Hasta aquí los hechos. Pero querrías añadir cosas, y notas que incurrirás entonces en una contradicción. Pues lo hermoso del acto de Ignacio es precisamente eso, que fue un mero acto. El hombre siempre ha vivido rodeado de palabras, pero últimamente nos asedian las palabras. Palabras en las redes sociales, palabras de políticos, palabras publicitarias, palabras a las que tú ahora pretendes añadir algunas palabras más. Sin embargo, lo de Ignacio fue un acto y fue silencioso. No nos explicó por qué hacía lo que hacía, no sabemos cómo nos habría razonado eso de morir por otra persona. Simplemente lo hizo.

El filósofo Walter Benjamin argüía que este silencio del héroe derrumbaba los puentes que le conectaban con cualquiera de nosotros. Y que por eso su soledad era absoluta.

Vivimos rodeados de personas que se paran a detallarnos lo mucho que deberíamos preocuparnos por ellas. También de otras que nos narran cuánto deberíamos preocuparnos por terceros. Incluso hay gente que añade a tanta perorata un asunto más: lo mucho que ellas se preocupan por el mundo. Frente a ellos, Ignacio coge un escueto monopatín, corre y se pone a defender a una desconocida.

Se han escrito también prolijas palabras acerca de qué es lo que lleva a alguien a dar su vida por salvar a desconocidos. Tenemos explicaciones biológicas, tenemos explicaciones religiosas, tenemos explicaciones éticas. Probablemente alguna sea la verdadera. Mas frente a todas esas palabras se alza el acto, sordo, mudo: un hombre se arriesga a perder todo lo que tiene (familia en España, carrera en Londres, esos amigos que se quedan quietos), sin seguridad alguna de poder salvar a una mujer apuñalada. Y muere.

Tendrías aún más motivos para guardar silencio sobre esta muerte. Es un hecho doloroso y a la vez bello. ¿Cómo vas a lidiar con esta nueva contradicción? Una y otra vez nos cuentan por todas partes que solo la felicidad es bonita y que la muerte es fea. Pasarlo bien está bien, pasar dolor está mal. ¿Acaso no es evidente?

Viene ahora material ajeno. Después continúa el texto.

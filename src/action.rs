use serde::{Deserialize, Serialize};

use crate::fuel::{round2, Stunt};

/// One entry of a vehicle's race history.
#[derive(Debug, Clone, PartialEq, Serialize, Deserialize)]
#[serde(tag = "type", rename_all = "snake_case")]
pub enum Action {
    Travel { km: f64 },
    Refuel { litres: f64 },
    Stunt { stunt: Stunt, fuel_left: f64 },
    Setback { km: f64, odometer: f64 },
}

impl Action {
    /// Human-readable line for the history of `vehicle`.
    pub fn describe(&self, vehicle: &str) -> String {
        match self {
            Action::Travel { km } => format!("{vehicle} travelled {} km.", round2(*km)),
            Action::Refuel { litres } => format!("{vehicle} refuelled {} L.", round2(*litres)),
            Action::Stunt { stunt, fuel_left } => {
                format!("{stunt}: fuel left {} L.", round2(*fuel_left))
            }
            Action::Setback { km, odometer } => {
                format!("{vehicle} fell back {km} km (km={}).", round2(*odometer))
            }
        }
    }
}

Ignacio, con su monopatín, hace añicos esas simplezas. Del único modo en que cabe hacerlo: con hechos. Por mucho que tú sospeches que las cosas no son como las cuentan, desengáñate, no podrás refutarles con meras palabras. Pero da igual: Ignacio ya lo ha hecho.

Y, aun así, sabes que debes hablar del héroe. Quizá para recordarte a ti mismo que no lo eres. La literatura empezó justo porque la gente sintió que necesitaba loarles: a Gilgamesh, a Aquiles, a Rama. ¿No sería indigno que dejases las palabras solo para los de la queja, para los de la prédica, para los del embuste? Alza tu voz, por dubitativa que sea, en honor del héroe: tu timidez es una guirnalda más de su merecido homenaje.